Evaluating Perceptual Distance Models by Fitting Binomial Distributions to Two-Alternative Forced Choice Data
Alexander Hepburn, Raul Santos-Rodriguez, Javier Portilla
Published: 2024/3/15
Abstract
The Two Alternative Forced Choice (2AFC) paradigm offers advantages over the Mean Opinion Score (MOS) paradigm in psychophysics (PF), such as simplicity and robustness. However, when evaluating perceptual distance models, MOS enables direct correlation between model predictions and PF data. In contrast, 2AFC only allows pairwise comparisons to be converted into a quality ranking similar to MOS when comparisons include shared images. In large datasets, like BAPPS, where image patches and distortions are combined randomly, deriving rankings from 2AFC PF data becomes infeasible, as distorted images included in each comparisons are independent.
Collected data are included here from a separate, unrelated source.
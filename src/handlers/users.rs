//! # User Handlers
//!
//! Fetch a user by telegram id, create-or-rename a user, and award
//! experience with single-step level promotion.

use async_trait::async_trait;
use serde::{Deserialize, Serialize};
use std::sync::Arc;
use tracing::info;

use super::event::{format_timestamp, parse_required_id, Cors, HandlerEvent, HandlerResponse, Method};
use super::{method_not_allowed, EventHandler};
use crate::error::{GamifyError, Result};
use crate::models::{NewUser, User, XpAward};
use crate::store::UserStore;

const TELEGRAM_ID_REQUIRED: &str = "telegram_id is required";
const USER_ID_REQUIRED: &str = "user_id is required";
const USER_NOT_FOUND: &str = "User not found";

/// POST body
#[derive(Debug, Clone, Default, Deserialize)]
#[serde(deny_unknown_fields)]
pub struct CreateUserRequest {
    pub telegram_id: Option<i64>,
    pub username: Option<String>,
}

/// PUT body
#[derive(Debug, Clone, Default, Deserialize)]
#[serde(deny_unknown_fields)]
pub struct ApplyProgressRequest {
    pub user_id: Option<i64>,
    pub xp_increment: Option<i32>,
    pub complete_task: Option<bool>,
}

/// User as rendered in responses
#[derive(Debug, Clone, PartialEq, Eq, Serialize, Deserialize)]
pub struct UserView {
    pub id: i64,
    pub telegram_id: i64,
    pub username: Option<String>,
    pub level: i32,
    pub xp: i32,
    #[serde(rename = "totalCompleted")]
    pub total_completed: i32,
    pub streak: i32,
    #[serde(rename = "createdAt")]
    pub created_at: Option<String>,
}

impl From<User> for UserView {
    fn from(user: User) -> Self {
        Self {
            id: user.id,
            telegram_id: user.telegram_id,
            username: user.username,
            level: user.level,
            xp: user.xp,
            total_completed: user.total_completed,
            streak: user.streak,
            created_at: format_timestamp(Some(user.created_at)),
        }
    }
}

#[derive(Debug, Clone, Serialize, Deserialize)]
pub struct UserEnvelope {
    pub user: UserView,
}

pub struct UserService {
    store: Arc<dyn UserStore>,
    cors: Cors,
}

impl UserService {
    pub fn new(store: Arc<dyn UserStore>, cors: Cors) -> Self {
        Self { store, cors }
    }

    pub async fn fetch_by_telegram_id(&self, telegram_id: i64) -> Result<UserView> {
        self.store
            .find_by_telegram_id(telegram_id)
            .await?
            .map(UserView::from)
            .ok_or_else(|| GamifyError::not_found(USER_NOT_FOUND))
    }

    pub async fn create_or_update(&self, request: CreateUserRequest) -> Result<UserView> {
        let telegram_id = request
            .telegram_id
            .ok_or_else(|| GamifyError::validation(TELEGRAM_ID_REQUIRED))?;

        let user = self
            .store
            .upsert_user(NewUser {
                telegram_id,
                username: request.username,
            })
            .await?;

        info!(user_id = user.id, telegram_id, "User created or updated");
        Ok(user.into())
    }

    pub async fn apply_progress(&self, request: ApplyProgressRequest) -> Result<UserView> {
        let user_id = request
            .user_id
            .ok_or_else(|| GamifyError::validation(USER_ID_REQUIRED))?;
        let xp_increment = request.xp_increment.unwrap_or(0);
        if xp_increment < 0 {
            return Err(GamifyError::validation("xp_increment must not be negative"));
        }
        let award = XpAward {
            xp_increment,
            completed_task: request.complete_task.unwrap_or(false),
        };

        let user = self
            .store
            .apply_award(user_id, award)
            .await?
            .ok_or_else(|| GamifyError::not_found(USER_NOT_FOUND))?;

        info!(
            user_id,
            xp_increment,
            completed_task = award.completed_task,
            level = user.level,
            xp = user.xp,
            "Experience applied"
        );
        Ok(user.into())
    }
}

#[async_trait]
impl EventHandler for UserService {
    fn name(&self) -> &'static str {
        "users"
    }

    fn allowed_methods(&self) -> &'static str {
        "GET, POST, PUT, OPTIONS"
    }

    fn cors(&self) -> &Cors {
        &self.cors
    }

    async fn dispatch(&self, method: Method, event: &HandlerEvent) -> Result<HandlerResponse> {
        match method {
            Method::Get => {
                let telegram_id = parse_required_id(
                    event.query("telegram_id"),
                    "telegram_id",
                    TELEGRAM_ID_REQUIRED,
                )?;
                let user = self.fetch_by_telegram_id(telegram_id).await?;
                Ok(self.cors.json(200, &UserEnvelope { user }))
            }
            Method::Post => {
                let user = self.create_or_update(event.json_body()?).await?;
                Ok(self.cors.json(201, &UserEnvelope { user }))
            }
            Method::Put => {
                let user = self.apply_progress(event.json_body()?).await?;
                Ok(self.cors.json(200, &UserEnvelope { user }))
            }
            other => Err(method_not_allowed(&other)),
        }
    }
}
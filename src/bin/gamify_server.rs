//! # Gamify Local Server
//!
//! Serves the three handlers over HTTP for local development. Configuration
//! comes from `config/gamify.toml`, the per-environment overlay and
//! `GAMIFY__*` environment variables.

use std::sync::Arc;

use anyhow::Context;
use gamify_core::config::ConfigLoader;
use gamify_core::database::DatabaseConnection;
use gamify_core::handlers::GamifyHandlers;
use gamify_core::logging::init_structured_logging;
use gamify_core::store::PgStore;
use gamify_core::web::{router, AppState};
use tokio::net::TcpListener;
use tracing::{info, warn};

#[tokio::main]
async fn main() -> anyhow::Result<()> {
    let loader = ConfigLoader::new();
    let config = loader.load().context("failed to load configuration")?;
    init_structured_logging(&config.logging);

    info!(
        environment = loader.environment(),
        config_directory = %loader.config_directory().display(),
        config = %config.sanitized(),
        "Configuration loaded"
    );

    let connection = DatabaseConnection::connect(&config.database)
        .await
        .context("failed to connect to database")?;
    if !connection.health_check().await? {
        warn!("Database health check returned an unexpected value");
    }

    let store = Arc::new(PgStore::new(connection.pool().clone()));
    let state = AppState::from(GamifyHandlers::new(store, &config));

    let listener = TcpListener::bind(&config.server.bind_address)
        .await
        .with_context(|| format!("failed to bind {}", config.server.bind_address))?;
    info!(address = %config.server.bind_address, "Gamify server listening");

    axum::serve(listener, router(state))
        .with_graceful_shutdown(shutdown_signal())
        .await?;

    info!("Shutting down");
    connection.close().await;
    Ok(())
}

async fn shutdown_signal() {
    if let Err(err) = tokio::signal::ctrl_c().await {
        warn!(error = %err, "Failed to listen for shutdown signal");
    }
}
//! Model Tests Module
//!
//! Row-level behaviour of the SQL in `gamify_core::models`.

pub mod achievement;
pub mod task;
pub mod user;
use chrono::NaiveDateTime;
use serde::{Deserialize, Serialize};
use sqlx::{FromRow, PgPool};

use crate::constants::XP_PER_LEVEL;

/// User represents a player and their progression counters
/// Maps to `users` table
#[derive(Debug, Clone, PartialEq, Eq, Serialize, Deserialize, FromRow)]
pub struct User {
    pub id: i64,
    pub telegram_id: i64,
    pub username: Option<String>,
    pub level: i32,
    pub xp: i32,
    pub total_completed: i32,
    pub streak: i32,
    pub created_at: NaiveDateTime,
}

/// New User for creation (without generated fields)
#[derive(Debug, Clone, PartialEq, Eq, Serialize, Deserialize)]
pub struct NewUser {
    pub telegram_id: i64,
    pub username: Option<String>,
}

/// Experience awarded to a user in one call
#[derive(Debug, Clone, Copy, PartialEq, Eq, Default, Serialize, Deserialize)]
pub struct XpAward {
    pub xp_increment: i32,
    pub completed_task: bool,
}

impl User {
    /// Find a user by their messaging-platform identifier
    pub async fn find_by_telegram_id(
        pool: &PgPool,
        telegram_id: i64,
    ) -> Result<Option<User>, sqlx::Error> {
        sqlx::query_as::<_, User>(
            r#"
            SELECT id, telegram_id, username, level, xp, total_completed, streak, created_at
            FROM users
            WHERE telegram_id = $1
            "#,
        )
        .bind(telegram_id)
        .fetch_optional(pool)
        .await
    }

    /// Insert a user or, when the telegram id is taken, refresh the username.
    /// Progression fields of an existing row are never touched.
    pub async fn upsert(pool: &PgPool, new_user: NewUser) -> Result<User, sqlx::Error> {
        sqlx::query_as::<_, User>(
            r#"
            INSERT INTO users (telegram_id, username)
            VALUES ($1, $2)
            ON CONFLICT (telegram_id) DO UPDATE
            SET username = EXCLUDED.username
            RETURNING id, telegram_id, username, level, xp, total_completed, streak, created_at
            "#,
        )
        .bind(new_user.telegram_id)
        .bind(new_user.username)
        .fetch_one(pool)
        .await
    }

    /// Add experience, bump the completion counter and promote at most one
    /// level, all in a single statement. The right-hand sides see the row as
    /// it was before the update, matching `progression::apply_xp`.
    pub async fn apply_award(
        pool: &PgPool,
        user_id: i64,
        award: XpAward,
    ) -> Result<Option<User>, sqlx::Error> {
        sqlx::query_as::<_, User>(
            r#"
            UPDATE users
            SET xp = xp + $2,
                total_completed = total_completed + CASE WHEN $3 THEN 1 ELSE 0 END,
                level = CASE WHEN xp + $2 >= level * $4 THEN level + 1 ELSE level END
            WHERE id = $1
            RETURNING id, telegram_id, username, level, xp, total_completed, streak, created_at
            "#,
        )
        .bind(user_id)
        .bind(award.xp_increment)
        .bind(award.completed_task)
        .bind(XP_PER_LEVEL)
        .fetch_optional(pool)
        .await
    }
}
//! # HTTP Endpoints
//!
//! Each endpoint rebuilds the fabric event from the HTTP request and hands it
//! to the matching service unchanged.

use axum::extract::{Path, Query, State};
use axum::http::Method as HttpMethod;
use axum::response::{IntoResponse, Response};
use std::collections::HashMap;

use crate::handlers::{EventHandler, HandlerEvent};
use crate::web::state::AppState;

/// Build the event a serverless fabric would have produced
pub fn to_event(
    method: &HttpMethod,
    query: HashMap<String, String>,
    path_params: HashMap<String, String>,
    body: String,
) -> HandlerEvent {
    HandlerEvent {
        http_method: method.as_str().to_string(),
        query_string_parameters: (!query.is_empty()).then_some(query),
        path_params: (!path_params.is_empty()).then_some(path_params),
        body: (!body.is_empty()).then_some(body),
    }
}

/// `/users`
pub async fn users_endpoint(
    State(state): State<AppState>,
    method: HttpMethod,
    Query(query): Query<HashMap<String, String>>,
    body: String,
) -> Response {
    let event = to_event(&method, query, HashMap::new(), body);
    state.users.handle(event).await.into_response()
}

/// `/tasks`
pub async fn tasks_endpoint(
    State(state): State<AppState>,
    method: HttpMethod,
    Query(query): Query<HashMap<String, String>>,
    body: String,
) -> Response {
    let event = to_event(&method, query, HashMap::new(), body);
    state.tasks.handle(event).await.into_response()
}

/// `/tasks/{id}`
pub async fn task_endpoint(
    State(state): State<AppState>,
    method: HttpMethod,
    Path(id): Path<String>,
    Query(query): Query<HashMap<String, String>>,
    body: String,
) -> Response {
    let path_params = HashMap::from([("id".to_string(), id)]);
    let event = to_event(&method, query, path_params, body);
    state.tasks.handle(event).await.into_response()
}

/// `/achievements`
pub async fn achievements_endpoint(
    State(state): State<AppState>,
    method: HttpMethod,
    Query(query): Query<HashMap<String, String>>,
    body: String,
) -> Response {
    let event = to_event(&method, query, HashMap::new(), body);
    state.achievements.handle(event).await.into_response()
}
To address this, instead of relying on MOS correlation, researchers have trained ad-hoc neural networks to reproduce 2AFC PF data based on pairs of model distances - a black-box approach with conceptual and operational limitations. This paper introduces a more robust distance-model evaluation method using a pure probabilistic approach, applying maximum likelihood estimation to a binomial decision model. Our method demonstrates superior simplicity, interpretability, flexibility, and computational efficiency, as shown through evaluations of various visual distance models on two 2AFC PF datasets.